Madrid
A Bilal Hassa el 4 de agosto le saltó por los aires la tienda, la casa y la vida que había construido durante veinticinco años en Beirut. Dos semanas después todo sigue hecho añicos, su familia es víctima de la tragedia y él espera a que alguien con ayuda pase por su establecimiento para saber cómo va a salir adelante.
Hassa duerme en el sofá de lo que queda de su casa, una vivienda situada en el mismo edificio en el que están los restos de su tienda, donde hoy cuelga un papel en el que se lee "Edificio inhabitable, riesgo de derrumbe".
Esta construcción, al igual que las de casi 300.000 personas en Beirut, sufrió el impacto de la onda expansiva provocada por la explosión de cerca de 3.000 toneladas de nitrato de amonio en el puerto de Beirut.
Hoy la tienda que suministraba alimentos al vecindario está destruida, sus inventarios están inservibles y Hassa aguarda a que su mujer y un hijo salgan del hospital.
Ha enviado a otro crío a Siria con los abuelos para que se encarguen de él en medio del desastre.
"Vine al Líbano en 1995, el trabajo de mi vida durante los últimos veinticinco años desapareció en un segundo", lamenta este hombre de 48 años. nacido en la siria Tartus. Aquel día él estaba sentado en el escritorio en su tienda, cuando escuchó una pequeña explosión.
"Salí de la tienda para ver qué estaba pasando, pensé que era un bombardeo. Cuando pasó la primera explosión corrí bajo un árbol y, en segundos, se produjo una enorme explosión", recuerda. "Vi a mi hijo corriendo con un par de zapatos gritando 'Papá ayuda a mamá'", agrega.
El periplo de Hassa por los hospitales fue como el de otros ciudadanos de Beirut, que tuvieron que buscar asistencia en centros sanitarios saturados o derruidos, o ambas cosas, ante los más de 6.000 heridos que dejó la tragedia.
"Tomé a mi mujer y empezamos a correr al hospital más cercano, pero todos estaban afectados", explica, recordando que al final decidió "subirla a una motocicleta que pasaba para que fuera a otro hospital".
Hassa ha enviado a su hijo mediano Daniel con sus abuelos a Tartus, algo que él mismo está pensando hacer. "Daniel no me habla desde aquel día, todos los niños necesitarán ayuda psicológica", considera.
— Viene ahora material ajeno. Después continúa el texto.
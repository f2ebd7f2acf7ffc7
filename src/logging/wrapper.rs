// This Source Code Form is subject to the terms of the Mozilla Public
// License, v. 2.0. If a copy of the MPL was not distributed with this
// file, You can obtain one at https://mozilla.org/MPL/2.0/.

//! Context-tagged logging macros over the `log` facade.
//!
//! Every message is prefixed with `[context]`, usually the component or
//! type being worked on.  With structured logging enabled the
//! `slog_stdlog` bridge forwards the records to slog.

/// Log an error message with context.
#[macro_export]
macro_rules! error_fmt {
    ($context:expr, $($arg:tt)+) => {
        log::error!("[{}] {}", $context, format_args!($($arg)+))
    };
}

/// Log a warning message with context.
#[macro_export]
macro_rules! warn_fmt {
    ($context:expr, $($arg:tt)+) => {
        log::warn!("[{}] {}", $context, format_args!($($arg)+))
    };
}

/// Log an info message with context.
#[macro_export]
macro_rules! info_fmt {
    ($context:expr, $($arg:tt)+) => {
        log::info!("[{}] {}", $context, format_args!($($arg)+))
    };
}

/// Log a debug message with context.
#[macro_export]
macro_rules! debug_fmt {
    ($context:expr, $($arg:tt)+) => {
        log::debug!("[{}] {}", $context, format_args!($($arg)+))
    };
}

/// Log a trace message with context.
#[macro_export]
macro_rules! trace_fmt {
    ($context:expr, $($arg:tt)+) => {
        log::trace!("[{}] {}", $context, format_args!($($arg)+))
    };
}
// This Source Code Form is subject to the terms of the Mozilla Public
// License, v. 2.0. If a copy of the MPL was not distributed with this
// file, You can obtain one at https://mozilla.org/MPL/2.0/.

//! Objects of target and generated proxy types.

use std::sync::Arc;
use parking_lot::RwLock;

use super::dispatch::{DispatchTable, Slot};
use super::SuperInvoke;
use crate::core::{
    ConstructorDescriptor, MethodSignature, ProxyError, TargetType, TypeKind, Value, ValueType,
};
use crate::reflect;

/// An object: a shared dispatch table plus its own fields.
///
/// Calls are dispatched through the table, so a body calling another method
/// on its receiver sees the interception of the generated type.
#[derive(Debug)]
pub struct Instance {
    table: Arc<DispatchTable>,
    fields: RwLock<serde_json::Map<String, Value>>,
    proxy: bool,
}

impl Instance {
    pub(crate) fn new(table: Arc<DispatchTable>, proxy: bool) -> Self {
        Self {
            table,
            fields: RwLock::new(serde_json::Map::new()),
            proxy,
        }
    }

    pub fn type_name(&self) -> &str {
        self.table.type_name()
    }

    /// Returns true for instances of generated proxy types.
    pub fn is_proxy(&self) -> bool {
        self.proxy
    }

    pub fn responds_to(&self, name: &str) -> bool {
        self.table.has_method(name)
    }

    /// Call a method by name; overloads are resolved on the arguments.
    pub fn invoke(&self, name: &str, args: &[Value]) -> Result<Value, ProxyError> {
        let slot = self.table.resolve(name, args)?;
        self.dispatch(slot, args)
    }

    /// Call the method with exactly this signature.
    pub fn invoke_exact(&self, signature: &MethodSignature, args: &[Value]) -> Result<Value, ProxyError> {
        let slot = self.table.slot(signature).ok_or_else(|| ProxyError::NoSuchMethod {
            type_name: self.type_name().to_string(),
            method: signature.to_string(),
        })?;
        slot.method().check_args(args)?;
        self.dispatch(slot, args)
    }

    fn dispatch(&self, slot: &Slot, args: &[Value]) -> Result<Value, ProxyError> {
        match slot {
            Slot::Intercepted { rule, method } => {
                let interceptor = self.table.interceptor(*rule).ok_or_else(|| {
                    ProxyError::UnsupportedRule(format!("rule #{rule} is not part of '{}'", self.type_name()))
                })?;
                let super_invoke = SuperInvoke::new(self, method);
                let result = interceptor.intercept(self, method, &super_invoke, args)?;

                if !method.return_type.accepts(&result) {
                    let err = ProxyError::InterceptionTypeMismatch {
                        method: format!("{}::{}", self.type_name(), method.signature),
                        expected: method.return_type,
                        actual: ValueType::of(&result),
                    };
                    log::debug!("{err}");
                    return Err(err);
                }
                Ok(result)
            }
            Slot::Direct { method } => SuperInvoke::new(self, method).invoke(args),
            Slot::Abstract { method } | Slot::Unimplemented { method } => {
                Err(ProxyError::NoSuperBehavior {
                    type_name: self.type_name().to_string(),
                    method: method.signature.to_string(),
                })
            }
        }
    }

    pub fn get_field(&self, name: &str) -> Option<Value> {
        self.fields.read().get(name).cloned()
    }

    pub fn set_field<V: Into<Value>>(&self, name: &str, value: V) {
        self.fields.write().insert(name.to_string(), value.into());
    }
}

/// Create an instance over `table` and run the constructor's initializer.
pub(crate) fn construct(
    table: &Arc<DispatchTable>,
    constructor: &ConstructorDescriptor,
    args: &[Value],
    proxy: bool,
) -> Result<Instance, ProxyError> {
    let instance = Instance::new(table.clone(), proxy);
    if let Some(init) = constructor.init() {
        init(&instance, args).map_err(|e| ProxyError::ConstructionFailure {
            type_name: table.type_name().to_string(),
            reason: "constructor failed".to_string(),
            source: Some(Box::new(e)),
        })?;
    }
    Ok(instance)
}

impl TargetType {
    /// Create a plain, un-proxied instance of a concrete class.
    pub fn new_instance(&self, args: &[Value]) -> Result<Instance, ProxyError> {
        if self.kind() != TypeKind::Class || self.is_abstract() {
            return Err(ProxyError::construction(self.name(), format!("{self} is not concrete")));
        }

        let table = Arc::new(DispatchTable::plain(self));
        if !table.is_instantiable() {
            return Err(ProxyError::construction(self.name(), "type has abstract methods"));
        }

        let implicit;
        let constructor = if self.declared_constructors().is_empty() && args.is_empty() {
            implicit = ConstructorDescriptor::no_args();
            &implicit
        } else {
            reflect::find_constructor(self.declared_constructors(), args)
                .map(|c| c.as_ref())
                .ok_or_else(|| {
                    ProxyError::construction(self.name(), "no constructor accepts the arguments")
                })?
        };

        construct(&table, constructor, args, false)
    }
}
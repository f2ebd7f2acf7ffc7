// This Source Code Form is subject to the terms of the Mozilla Public
// License, v. 2.0. If a copy of the MPL was not distributed with this
// file, You can obtain one at https://mozilla.org/MPL/2.0/.

//! In-memory configuration provider, for settings assembled in code.

use serde_json::{Map, Value};

use super::{ConfigError, ConfigProvider, insert_path, lookup_path};

/// Configuration provider over a JSON object tree.
#[derive(Debug, Clone, Default)]
pub struct MemoryConfigProvider {
    data: Map<String, Value>,
}

impl MemoryConfigProvider {
    pub fn new() -> Self {
        Self::default()
    }

    /// Wrap a JSON object; any other value yields an error.
    pub fn from_value(value: Value) -> Result<Self, ConfigError> {
        match value {
            Value::Object(data) => Ok(Self { data }),
            _ => Err(ConfigError::provider_error(
                "memory",
                "root configuration must be an object",
            )),
        }
    }

    /// Set a value at a dot-separated key, creating intermediate objects.
    pub fn set<V: Into<Value>>(mut self, key: &str, value: V) -> Self {
        let path: Vec<String> = key.split('.').map(str::to_string).collect();
        insert_path(&mut self.data, &path, value.into());
        self
    }
}

impl ConfigProvider for MemoryConfigProvider {
    fn has(&self, key: &str) -> bool {
        lookup_path(&self.data, key).is_some()
    }

    fn provider_name(&self) -> &str {
        "memory"
    }

    fn get_raw(&self, key: &str) -> Result<Option<Value>, ConfigError> {
        Ok(lookup_path(&self.data, key).cloned())
    }
}
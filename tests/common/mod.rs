// This Source Code Form is subject to the terms of the Mozilla Public
// License, v. 2.0. If a copy of the MPL was not distributed with this
// file, You can obtain one at https://mozilla.org/MPL/2.0/.

//! Shared fixtures for the integration tests.

use serde_json::{Value, json};
use std::sync::Arc;
use surrogate::{
    MethodDescriptor, NameMatcher, ProxyError, Rule, RuleSet, SignatureMatcher, Surrogate, TargetType,
    TypeBuilder, ValueType,
};

fn text(value: &Value) -> &str {
    value.as_str().unwrap_or_default()
}

/// Concrete class `TC` with `hello(string, string) -> string`.
#[allow(dead_code)]
pub fn tc() -> TargetType {
    TypeBuilder::class("TC")
        .method(
            MethodDescriptor::new("hello", vec![ValueType::String, ValueType::String], ValueType::String)
                .with_body(|_, args| Ok(json!(format!("hello: a = {}, b = {}", text(&args[0]), text(&args[1]))))),
        )
        .build()
}

/// Interface `TI` declaring `hello(string, string) -> string` without a body.
#[allow(dead_code)]
pub fn ti() -> TargetType {
    TypeBuilder::interface("TI")
        .method(MethodDescriptor::new(
            "hello",
            vec![ValueType::String, ValueType::String],
            ValueType::String,
        ))
        .build()
}

/// Matches `hello(string, string)`.
pub fn hello_matcher() -> Arc<SignatureMatcher> {
    Arc::new(SignatureMatcher::of("hello", vec![ValueType::String, ValueType::String]))
}

/// Prefixes the original result with `proxy-> `.
#[allow(dead_code)]
pub fn prefix_rule() -> Rule {
    Rule::from_fn(hello_matcher(), |_, _, super_invoke, args| {
        let original = super_invoke.invoke(args)?;
        Ok(json!(format!("proxy-> {}", text(&original))))
    })
}

/// Answers `proxy-> interface` without calling super.
#[allow(dead_code)]
pub fn interface_rule() -> Rule {
    Rule::from_fn(hello_matcher(), |_, _, _, _| Ok(json!("proxy-> interface")))
}

/// A rule on `name` that returns a fixed string.
#[allow(dead_code)]
pub fn constant_rule(name: &str, answer: &'static str) -> Rule {
    Rule::from_fn(Arc::new(NameMatcher::of(name)), move |_, _, _, _| Ok(json!(answer)))
}

/// A rule on `name` that forwards to the original behavior untouched.
#[allow(dead_code)]
pub fn passthrough_rule(name: &str) -> Rule {
    Rule::from_fn(Arc::new(NameMatcher::of(name)), |_, _, super_invoke, args| {
        super_invoke.invoke(args)
    })
}

/// An engine isolated from the process-wide one.
#[allow(dead_code)]
pub fn engine() -> Surrogate {
    Surrogate::loader()
        .build()
        .unwrap_or_else(|e| panic!("failed to build engine: {e}"))
}

/// Generate with `rules` and call `hello("a", "b")` on a fresh instance.
#[allow(dead_code)]
pub fn call_hello(engine: &Surrogate, target: &TargetType, rules: &RuleSet) -> Result<Value, ProxyError> {
    let class = engine.proxy_class(target, rules)?;
    let instance = class.new_instance(&[])?;
    instance.invoke("hello", &[json!("a"), json!("b")])
}
// This Source Code Form is subject to the terms of the Mozilla Public
// License, v. 2.0. If a copy of the MPL was not distributed with this
// file, You can obtain one at https://mozilla.org/MPL/2.0/.

//! Core primitives – values, type descriptors & the error taxonomy.
//!
//! Everything a generated proxy type is built from is defined in this
//! module.  No generation logic lives here; that sits in `backend` (emission)
//! and `proxy` (dispatch at call time).

mod types;


use std::fmt;
use serde::{Deserialize, Serialize};
use thiserror::Error;

pub use types::{
    ConstructorBody, ConstructorDescriptor, MethodBody, MethodDescriptor, MethodSignature,
    TargetType, TypeBuilder, TypeKind, Visibility,
};

/// Dynamic argument / result value flowing through proxied calls.
pub type Value = serde_json::Value;

/// Errors that can occur while generating, instantiating or calling proxies.
#[derive(Error, Debug)]
pub enum ProxyError {
    /// The backend cannot proxy this kind of type
    #[error("backend '{backend}' cannot proxy '{type_name}': {reason}")]
    UnsupportedTargetKind {
        type_name: String,
        backend: String,
        reason: String,
    },

    /// A rule could not be represented by the backend
    #[error("unsupported rule: {0}")]
    UnsupportedRule(String),

    /// Emission-level failure while building a proxy type
    #[error("code generation failed for '{type_name}': {reason}")]
    CodeGenerationFailure { type_name: String, reason: String },

    /// An interceptor returned a value the method cannot return
    #[error("interceptor for '{method}' returned {actual}, expected {expected}")]
    InterceptionTypeMismatch {
        method: String,
        expected: ValueType,
        actual: ValueType,
    },

    /// Super invocation requested where no original body exists
    #[error("no super behavior for '{type_name}::{method}'")]
    NoSuperBehavior { type_name: String, method: String },

    /// A proxy instance could not be constructed
    #[error("cannot construct '{type_name}': {reason}")]
    ConstructionFailure {
        type_name: String,
        reason: String,
        #[source]
        source: Option<Box<ProxyError>>,
    },

    /// Dynamic call to a method the type does not have
    #[error("no method '{method}' on '{type_name}'")]
    NoSuchMethod { type_name: String, method: String },

    /// Call arguments do not fit the method's parameters
    #[error("argument mismatch calling '{method}': {reason}")]
    ArgumentMismatch { method: String, reason: String },

    /// Backend name not present in the registry
    #[error("unknown backend: {0}")]
    UnknownBackend(String),

    /// Matcher construction error
    #[error("matcher error: {0}")]
    MatcherError(String),

    /// Configuration error
    #[error("configuration error: {0}")]
    ConfigError(String),

    /// Generic error
    #[error("{0}")]
    Other(String),
}

impl From<crate::config::error::ConfigError> for ProxyError {
    fn from(err: crate::config::error::ConfigError) -> Self {
        ProxyError::ConfigError(err.to_string())
    }
}

impl From<globset::Error> for ProxyError {
    fn from(e: globset::Error) -> Self {
        ProxyError::MatcherError(e.to_string())
    }
}

impl From<regex::Error> for ProxyError {
    fn from(e: regex::Error) -> Self {
        ProxyError::MatcherError(e.to_string())
    }
}

impl ProxyError {
    /// Shorthand for a construction failure without an underlying cause.
    pub fn construction<N: fmt::Display, R: fmt::Display>(type_name: N, reason: R) -> Self {
        ProxyError::ConstructionFailure {
            type_name: type_name.to_string(),
            reason: reason.to_string(),
            source: None,
        }
    }

    /// Shorthand for a code generation failure.
    pub fn codegen<N: fmt::Display, R: fmt::Display>(type_name: N, reason: R) -> Self {
        ProxyError::CodeGenerationFailure {
            type_name: type_name.to_string(),
            reason: reason.to_string(),
        }
    }
}

/// Declared type of a parameter or a return value.
#[derive(Debug, Clone, Copy, PartialEq, Eq, Hash, Serialize, Deserialize)]
#[serde(rename_all = "lowercase")]
pub enum ValueType {
    Any,
    Void,
    Bool,
    Int,
    Float,
    String,
    Array,
    Object,
}

impl ValueType {
    /// Runtime assignability check of a value against this declared type.
    pub fn accepts(&self, value: &Value) -> bool {
        match self {
            ValueType::Any => true,
            ValueType::Void => value.is_null(),
            ValueType::Bool => value.is_boolean(),
            ValueType::Int => value.is_i64() || value.is_u64(),
            // Integers widen to floats
            ValueType::Float => value.is_number(),
            ValueType::String => value.is_string(),
            ValueType::Array => value.is_array(),
            ValueType::Object => value.is_object(),
        }
    }

    /// The narrowest declared type describing a value.
    pub fn of(value: &Value) -> ValueType {
        match value {
            Value::Null => ValueType::Void,
            Value::Bool(_) => ValueType::Bool,
            Value::Number(n) if n.is_f64() => ValueType::Float,
            Value::Number(_) => ValueType::Int,
            Value::String(_) => ValueType::String,
            Value::Array(_) => ValueType::Array,
            Value::Object(_) => ValueType::Object,
        }
    }

    /// Returns true if every argument is accepted by the matching parameter type.
    pub fn accepts_all(params: &[ValueType], args: &[Value]) -> bool {
        params.len() == args.len()
            && params.iter().zip(args).all(|(param, arg)| param.accepts(arg))
    }
}

impl fmt::Display for ValueType {
    fn fmt(&self, f: &mut fmt::Formatter<'_>) -> fmt::Result {
        match self {
            ValueType::Any => write!(f, "any"),
            ValueType::Void => write!(f, "void"),
            ValueType::Bool => write!(f, "bool"),
            ValueType::Int => write!(f, "int"),
            ValueType::Float => write!(f, "float"),
            ValueType::String => write!(f, "string"),
            ValueType::Array => write!(f, "array"),
            ValueType::Object => write!(f, "object"),
        }
    }
}
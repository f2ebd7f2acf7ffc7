// This Source Code Form is subject to the terms of the Mozilla Public
// License, v. 2.0. If a copy of the MPL was not distributed with this
// file, You can obtain one at https://mozilla.org/MPL/2.0/.

//! Error types for the configuration module.

use std::fmt;
use thiserror::Error;

/// Errors that can occur during configuration operations.
#[derive(Error, Debug)]
pub enum ConfigError {
    /// A value could not be deserialized into the requested type.
    #[error("failed to parse configuration: {0}")]
    ParseError(String),

    /// An error raised by a specific configuration provider.
    #[error("provider error: {provider}: {message}")]
    ProviderError { provider: String, message: String },

    /// A generic error.
    #[error("{0}")]
    Other(String),
}

impl ConfigError {
    /// Create a new provider error.
    pub fn provider_error<P: fmt::Display, M: fmt::Display>(provider: P, message: M) -> Self {
        Self::ProviderError {
            provider: provider.to_string(),
            message: message.to_string(),
        }
    }
}

#[cfg(test)]
mod tests {
    use super::*;
    use std::error::Error;

    #[test]
    fn test_config_error_display() {
        let error = ConfigError::ParseError("expected a sequence".to_string());
        assert_eq!(error.to_string(), "failed to parse configuration: expected a sequence");

        let error = ConfigError::Other("something else".to_string());
        assert_eq!(error.to_string(), "something else");
    }

    #[test]
    fn test_provider_error_constructor_accepts_display_types() {
        let error = ConfigError::provider_error("file", format!("failed to read {}", "surrogate.toml"));
        match &error {
            ConfigError::ProviderError { provider, message } => {
                assert_eq!(provider, "file");
                assert_eq!(message, "failed to read surrogate.toml");
            }
            other => panic!("unexpected variant: {other:?}"),
        }
        assert_eq!(error.to_string(), "provider error: file: failed to read surrogate.toml");
    }

    #[test]
    fn test_config_error_has_no_source() {
        let error = ConfigError::provider_error("env", 42);
        assert!(error.source().is_none());
    }
}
Con su hijo pequeño y su esposa aún en el hospital, este tendero solo espera ayuda, algo que, asegura, en dos semanas aún no se ha producido.
"Todavía estoy esperando a que alguien venga a revisar la destrucción. Si esto es considerado un ataque terrorista o israelí, nadie pagará los daños y ahí lo habremos perdido todo", señala en alusión a la compañía de seguros, con la que espera al menos poder salvar la tienda, aunque no los productos dañados.
Sí le visitó alguien de la Seguridad del Estado, que le dio una hora para abandonar su casa y su comercio. "Le dije: ¿dónde voy a poner todo lo que tengo y a dónde voy a ir?", relata. La situación se resolvió con una firma, la que el funcionario de Seguridad le obligó a estampar en una carta en la que Hassa se hacía responsable de lo que pudiera sucederle por quedarse allí.
El hombre estima en más de 100.000 dólares las pérdidas por los daños de la explosión. "Si algún grupo de ayuda no viene a socorrernos, será un desastre porque el Gobierno libanés no nos ayudará", asegura.
A pesar de todo, reconoce que es un afortunado, cuando narra cómo la onda expansiva hizo que todas las botellas de alcohol estallaran contra la pared, destrozándolo todo. Incluso los frigoríficos sucumbieron a la presión y saltaron por los aires.
"Las botellas reventaron la pared. Si hubiera habido alguien, habría muerto seguro", dice. "Doy las gracias porque puedo abrazar a mis hijos", añade, al recordar aquel 4 de agosto y una tragedia que ha costado la vida a 180 personas.